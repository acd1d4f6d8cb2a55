//! Index writer
//!
//! Turns an asset map plus per-block sizes into a single `.index` buffer:
//! header, Types, Sources and Containers dictionaries, then one
//! variable-length record per asset referencing those dictionaries by id.

use crate::asset_map::{AssetDescriptor, SourceSizes};
use crate::dictionary::{DictionaryTable, IdAllocator, SourceBlock, TableEntry, TableKind};
use crate::error::{IndexError, Result};
use crate::header::IndexHeader;
use crate::io::ByteWriter;
use crate::meta::IndexMeta;
use std::collections::HashMap;
use tracing::{debug, info, warn};

/// Everything the writer needs besides the assets themselves
#[derive(Debug, Clone, PartialEq, Eq)]
pub struct EncoderConfig {
    pub game: String,
    pub version: String,
    pub hash: String,
    /// Also produce the id lookup artifact
    pub export_meta: bool,
}

impl EncoderConfig {
    pub fn new(
        game: impl Into<String>,
        version: impl Into<String>,
        hash: impl Into<String>,
    ) -> Self {
        EncoderConfig {
            game: game.into(),
            version: version.into(),
            hash: hash.into(),
            export_meta: false,
        }
    }

    pub fn with_meta(mut self) -> Self {
        self.export_meta = true;
        self
    }
}

/// Writer output
#[derive(Debug, Clone)]
pub struct EncodedIndex {
    pub bytes: Vec<u8>,
    pub meta: Option<IndexMeta>,
}

pub struct IndexEncoder {
    config: EncoderConfig,
}

impl IndexEncoder {
    pub fn new(config: EncoderConfig) -> Self {
        IndexEncoder { config }
    }

    pub fn config(&self) -> &EncoderConfig {
        &self.config
    }

    /// Encode `assets` into an index buffer
    ///
    /// # Errors
    ///
    /// - `EmptyIndex` when `assets` is empty
    /// - `InvalidDescriptor` for empty or over-long names and unparsable sources
    /// - `MissingSourceSize` when a block has no entry in `sizes`
    /// - `FieldOverflow` when a count, id, width or size exceeds its field
    pub fn encode(&self, assets: &[AssetDescriptor], sizes: &SourceSizes) -> Result<EncodedIndex> {
        if assets.is_empty() {
            return Err(IndexError::EmptyIndex);
        }

        let header = IndexHeader::new(
            self.config.game.as_str(),
            self.config.version.as_str(),
            self.config.hash.as_str(),
        );
        header.validate()?;

        let sources = collect_sources(assets, sizes)?;

        info!(
            "Encoding {} assets for {} {}",
            assets.len(),
            self.config.game,
            self.config.version
        );

        let mut ids = IdAllocator::new();
        let types = DictionaryTable::build(
            TableKind::Types,
            assets.iter().map(|a| a.asset_type.clone()),
            &mut ids,
        )?;
        let sources = DictionaryTable::build(TableKind::Sources, sources, &mut ids)?;
        let containers = DictionaryTable::build(
            TableKind::Containers,
            assets.iter().map(|a| a.container.clone()),
            &mut ids,
        )?;

        info!(
            "{} types, {} sources, {} containers",
            types.len(),
            sources.len(),
            containers.len()
        );

        let mut writer = ByteWriter::with_capacity(header.encoded_len() + assets.len() * 32);

        header.write(&mut writer)?;
        debug!("header: {} bytes", writer.len());

        let types_at = encode_table(&types, &mut writer)?;
        let sources_at = encode_table(&sources, &mut writer)?;
        let containers_at = encode_table(&containers, &mut writer)?;
        debug!(
            "table offsets: types {}, sources {}, containers {}",
            types_at, sources_at, containers_at
        );

        let start = writer.len();
        writer.write_sized("asset count", 3, assets.len())?;
        for asset in assets {
            write_record(&mut writer, asset, &types, &sources, &containers)?;
        }
        debug!("assets: {} bytes", writer.len() - start);

        let meta = self.config.export_meta.then(|| {
            IndexMeta::from_tables(
                &self.config.game,
                &self.config.version,
                &types,
                &sources,
                &containers,
            )
        });

        let bytes = writer.into_inner();
        info!("Encoded index: {} bytes", bytes.len());

        Ok(EncodedIndex { bytes, meta })
    }
}

/// Encode `table`, returning the offset it starts at
fn encode_table<E: TableEntry>(
    table: &DictionaryTable<E>,
    writer: &mut ByteWriter,
) -> Result<usize> {
    let start = writer.len();
    table.encode(writer)?;
    Ok(start)
}

/// Source entries in first-occurrence order, one per block name
fn collect_sources(assets: &[AssetDescriptor], sizes: &SourceSizes) -> Result<Vec<SourceBlock>> {
    let mut seen: HashMap<String, u8> = HashMap::new();
    let mut sources = Vec::new();

    for asset in assets {
        let source = asset.source_ref()?;

        if let Some(&folder) = seen.get(&source.block) {
            if folder != source.folder {
                warn!(
                    "Block {} listed under shard folders {} and {}; keeping {}",
                    source.block, folder, source.folder, folder
                );
            }
            continue;
        }

        let size = *sizes
            .get(&source.block)
            .ok_or_else(|| IndexError::MissingSourceSize(source.block.clone()))?;
        let size = u32::try_from(size).map_err(|_| IndexError::FieldOverflow {
            field: "block size",
            value: size,
            max: u32::MAX as u64,
        })?;

        seen.insert(source.block.clone(), source.folder);
        sources.push(SourceBlock {
            block: source.block,
            folder: source.folder,
            size,
        });
    }

    Ok(sources)
}

fn write_record(
    writer: &mut ByteWriter,
    asset: &AssetDescriptor,
    types: &DictionaryTable<String>,
    sources: &DictionaryTable<SourceBlock>,
    containers: &DictionaryTable<String>,
) -> Result<()> {
    if asset.name.is_empty() {
        return Err(IndexError::InvalidDescriptor(
            "asset name must not be empty".to_string(),
        ));
    }

    let name = asset.name.as_bytes();
    writer.write_sized("asset name length", 1, name.len())?;
    writer.write_bytes(name);

    let block = asset.source_ref()?.block;
    writer.write_u24("type id", types.resolve(&asset.asset_type)?)?;
    writer.write_u24("source id", sources.resolve(&block)?)?;
    writer.write_u24("container id", containers.resolve(&asset.container)?)?;

    Ok(())
}
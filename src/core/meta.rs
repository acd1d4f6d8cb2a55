//! Debug lookup artifact written alongside an index
//!
//! Lists the identifier assigned to every table value so a raw `.index` dump
//! can be read by hand. Readers never consume it.

use crate::dictionary::{DictionaryTable, SourceBlock};
use crate::error::Result;
use serde::{Deserialize, Serialize};
use std::collections::BTreeMap;
use std::fs;
use std::path::Path;

#[derive(Debug, Clone, Serialize, Deserialize, PartialEq, Eq)]
pub struct IndexMeta {
    pub game: String,

    pub version: String,

    /// Creation timestamp (RFC 3339)
    pub generated_at: String,

    /// Type name -> id
    pub types: BTreeMap<String, u32>,

    /// Block name -> id
    pub sources: BTreeMap<String, u32>,

    /// Block name -> shard folder
    pub folders: BTreeMap<String, u8>,

    /// Container -> id
    pub containers: BTreeMap<String, u32>,
}

impl IndexMeta {
    pub(crate) fn from_tables(
        game: &str,
        version: &str,
        types: &DictionaryTable<String>,
        sources: &DictionaryTable<SourceBlock>,
        containers: &DictionaryTable<String>,
    ) -> Self {
        IndexMeta {
            game: game.to_string(),
            version: version.to_string(),
            generated_at: chrono::Utc::now().to_rfc3339(),
            types: types.iter().map(|e| (e.entry.clone(), e.id)).collect(),
            sources: sources
                .iter()
                .map(|e| (e.entry.block.clone(), e.id))
                .collect(),
            folders: sources
                .iter()
                .map(|e| (e.entry.block.clone(), e.entry.folder))
                .collect(),
            containers: containers.iter().map(|e| (e.entry.clone(), e.id)).collect(),
        }
    }

    pub fn to_json(&self) -> Result<String> {
        Ok(serde_json::to_string_pretty(self)?)
    }

    pub fn write<P: AsRef<Path>>(&self, path: P) -> Result<()> {
        fs::write(path, self.to_json()?)?;
        Ok(())
    }
}

#[cfg(test)]
mod tests {
    use super::*;
    use crate::dictionary::{IdAllocator, TableKind};

    #[test]
    fn test_meta_lists_assigned_ids() -> Result<()> {
        let mut ids = IdAllocator::new();
        let types = DictionaryTable::build(
            TableKind::Types,
            vec!["Mesh".to_string(), "Texture2D".to_string()],
            &mut ids,
        )?;
        let sources = DictionaryTable::build(
            TableKind::Sources,
            vec![SourceBlock {
                block: "00012345".into(),
                folder: 4,
                size: 10,
            }],
            &mut ids,
        )?;
        let containers = DictionaryTable::build(
            TableKind::Containers,
            vec!["env/tree.ab".to_string()],
            &mut ids,
        )?;

        let meta = IndexMeta::from_tables("hk4e", "5.1", &types, &sources, &containers);
        assert_eq!(meta.types["Texture2D"], 0x101);
        assert_eq!(meta.sources["00012345"], 0x202);
        assert_eq!(meta.folders["00012345"], 4);
        assert_eq!(meta.containers["env/tree.ab"], 0x303);

        let json = meta.to_json()?;
        let parsed: IndexMeta = serde_json::from_str(&json)?;
        assert_eq!(parsed, meta);

        Ok(())
    }
}
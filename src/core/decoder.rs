//! Index reader
//!
//! Parses a complete `.index` buffer into an [`AssetIndex`]. Decoding is
//! all-or-nothing: any structural problem aborts with a typed error and no
//! partial catalog is returned.

use crate::catalog::{AssetIndex, AssetInfo, BlockCatalog, BlockInfo, SourceInfo};
use crate::dictionary::{DictionaryTable, SourceBlock, TableEntry, TableKind};
use crate::error::{IndexError, Result};
use crate::header::IndexHeader;
use crate::io::{read_index_file, ByteReader};
use std::collections::BTreeMap;
use std::path::Path;
use tracing::{debug, info};

/// Render a stored shard folder the way the catalog exposes it
///
/// Folders are written as a single byte and printed back as zero-padded
/// decimal, so folder 7 reads as `"07"` and folder 10 as `"10"`.
pub fn format_folder(folder: u8) -> String {
    format!("{:02}", folder)
}

/// Decode an index buffer
///
/// # Errors
///
/// `InvalidMagic`, `UnsupportedFormatVersion` and `UnknownGame` for header
/// mismatches, `TruncatedIndex` for any short read, `DanglingReference` for
/// an asset pointing at a missing table entry and `MalformedIndex` for other
/// structural problems (bad UTF-8, duplicate ids, trailing bytes).
pub fn decode_index(bytes: &[u8]) -> Result<AssetIndex> {
    let mut reader = ByteReader::new(bytes);

    let header = IndexHeader::read(&mut reader)?;
    debug!("header: {} {} ({} bytes)", header.game, header.version, reader.position());

    let types: DictionaryTable<String> = DictionaryTable::decode(TableKind::Types, &mut reader)?;
    let sources: DictionaryTable<SourceBlock> =
        DictionaryTable::decode(TableKind::Sources, &mut reader)?;
    let containers: DictionaryTable<String> =
        DictionaryTable::decode(TableKind::Containers, &mut reader)?;

    debug!(
        "{} types, {} sources, {} containers",
        types.len(),
        sources.len(),
        containers.len()
    );

    let mut blocks = BlockCatalog::new();
    for row in sources.iter() {
        blocks.insert(
            row.entry.block.clone(),
            BlockInfo {
                size: row.entry.size,
                folder: format_folder(row.entry.folder),
            },
        );
    }

    let count = reader.read_u24()? as usize;
    let mut assets = BTreeMap::new();

    for _ in 0..count {
        let name_len = reader.read_u8()? as usize;
        let name = reader.read_str("asset name", name_len)?;
        let type_id = reader.read_u24()?;
        let source_id = reader.read_u24()?;
        let container_id = reader.read_u24()?;

        let asset_type = resolve(&types, type_id, &name)?.clone();
        let source = resolve(&sources, source_id, &name)?;
        let container = resolve(&containers, container_id, &name)?.clone();

        assets.insert(
            name,
            AssetInfo {
                asset_type,
                source: SourceInfo {
                    block: source.block.clone(),
                    size: source.size,
                    folder: format_folder(source.folder),
                },
                container,
            },
        );
    }

    if !reader.is_empty() {
        return Err(IndexError::MalformedIndex(format!(
            "{} unexpected bytes after the asset table",
            reader.remaining()
        )));
    }

    if assets.len() < count {
        debug!("{} duplicate asset names collapsed", count - assets.len());
    }

    info!(
        "Decoded index {} {}: {} assets in {} blocks",
        header.game,
        header.version,
        assets.len(),
        blocks.len()
    );

    Ok(AssetIndex {
        game: header.game,
        version: header.version,
        hash: header.hash,
        assets,
        blocks,
    })
}

fn resolve<'t, E: TableEntry>(
    table: &'t DictionaryTable<E>,
    id: u32,
    asset: &str,
) -> Result<&'t E> {
    table.get(id).ok_or_else(|| IndexError::DanglingReference {
        table: table.kind(),
        id,
        asset: asset.to_string(),
    })
}

impl AssetIndex {
    /// Read and decode an index file
    pub fn open<P: AsRef<Path>>(path: P) -> Result<Self> {
        info!("Opening index at {:?}", path.as_ref());
        let bytes = read_index_file(path)?;
        decode_index(&bytes)
    }

    /// Decode an index buffer
    pub fn from_bytes(bytes: &[u8]) -> Result<Self> {
        decode_index(bytes)
    }
}
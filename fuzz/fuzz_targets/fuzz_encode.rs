#![no_main]
use arbitrary::Arbitrary;
use gial_rs::{decode_index, AssetDescriptor, EncoderConfig, IndexEncoder, SourceSizes};
use libfuzzer_sys::fuzz_target;

#[derive(Arbitrary, Debug)]
struct Asset {
    name: String,
    asset_type: String,
    folder: u8,
    block: String,
    container: String,
}

#[derive(Arbitrary, Debug)]
struct Input {
    version: String,
    hash: String,
    size: u32,
    assets: Vec<Asset>,
}

// Whatever the encoder accepts must decode back
fuzz_target!(|input: Input| {
    let assets: Vec<AssetDescriptor> = input
        .assets
        .iter()
        .map(|a| {
            AssetDescriptor::new(
                a.name.as_str(),
                a.asset_type.as_str(),
                format!("{}/{}.blk", a.folder, a.block),
                a.container.as_str(),
            )
        })
        .collect();

    let sizes: SourceSizes = assets
        .iter()
        .filter_map(|a| a.source_ref().ok())
        .map(|s| (s.block, input.size as u64))
        .collect();

    let encoder = IndexEncoder::new(EncoderConfig::new("hk4e", input.version, input.hash));
    if let Ok(encoded) = encoder.encode(&assets, &sizes) {
        let index = decode_index(&encoded.bytes).expect("encoded index must decode");
        assert!(index.len() <= assets.len());
    }
});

-=-=-=-=-

Scan the data above and report each line in which "count" is present.

EXPECTED OUTPUT —
    /// - `FieldOverflow` when a count, id, width or size exceeds its field
        writer.write_sized("asset count", 3, assets.len())?;
    let count = reader.read_u24()? as usize;
    for _ in 0..count {
    if assets.len() < count {
        debug!("{} duplicate asset names collapsed", count - assets.len());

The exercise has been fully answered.